:: Work order ::
If a line in the entries below includes "async", show that line.

:: Material for this task ::
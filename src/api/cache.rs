//! Semantic cache endpoint handlers

use axum::{
    extract::{Path, State},
    routing::{delete, get, post},
    Router,
};
use tracing::{debug, info};

use crate::api::state::AppState;
use crate::api::types::{
    ApiError, ApiResponse, InsertionData, InsertionRequest, Json, RefreshData, SearchData,
    StatsData, VectorizeData,
};

pub fn create_cache_router() -> Router<AppState> {
    Router::new()
        .route("/vectorize/{text}", get(vectorize))
        .route("/insertion/{text}", post(insert))
        .route("/search/{text}", post(search))
        .route("/refresh/", delete(refresh))
        .route("/stats", get(stats))
}

/// GET /api/vectorize/{text}
pub async fn vectorize(
    State(state): State<AppState>,
    Path(text): Path<String>,
) -> Result<Json<ApiResponse<VectorizeData>>, ApiError> {
    debug!(chars = text.len(), "Vectorizing text");

    let vector = state.cache.vectorize(&text).await?;

    Ok(Json(ApiResponse::new(
        "embeddings created successfully",
        VectorizeData { response: vector },
    )))
}

/// POST /api/insertion/{text}
pub async fn insert(
    State(state): State<AppState>,
    Path(text): Path<String>,
    Json(request): Json<InsertionRequest>,
) -> Result<Json<ApiResponse<InsertionData>>, ApiError> {
    let record = state
        .cache
        .insert(&text, request.embedding, request.metadata)
        .await?;

    Ok(Json(ApiResponse::new(
        "data saved in vector database",
        InsertionData {
            response: format!("embeddings of {} saved", text),
            id: record.id(),
        },
    )))
}

/// POST /api/search/{text}
///
/// The query is stored whether or not it hits.
pub async fn search(
    State(state): State<AppState>,
    Path(text): Path<String>,
) -> Result<Json<ApiResponse<SearchData>>, ApiError> {
    let decision = state.cache.lookup(&text, None).await?;

    debug!(
        verdict = decision.verdict.as_str(),
        distance = ?decision.distance,
        "Search completed"
    );

    Ok(Json(ApiResponse::new(
        "data saved in vector database",
        SearchData::from(&decision),
    )))
}

/// DELETE /api/refresh/
pub async fn refresh(
    State(state): State<AppState>,
) -> Result<Json<ApiResponse<RefreshData>>, ApiError> {
    let report = state.refresh.refresh().await?;

    info!(exported = report.exported, "Refresh requested over HTTP");

    Ok(Json(ApiResponse::new(
        "database refreshed",
        RefreshData {
            response: None,
            exported: report.exported,
        },
    )))
}

/// GET /api/stats
pub async fn stats(
    State(state): State<AppState>,
) -> Result<Json<ApiResponse<StatsData>>, ApiError> {
    let stats = state.cache.stats().await?;

    Ok(Json(ApiResponse::new("cache statistics", StatsData::from(stats))))
}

:: Reply to the exercise ::
pub async fn vectorize(
pub async fn insert(
pub async fn search(
pub async fn refresh(
pub async fn stats(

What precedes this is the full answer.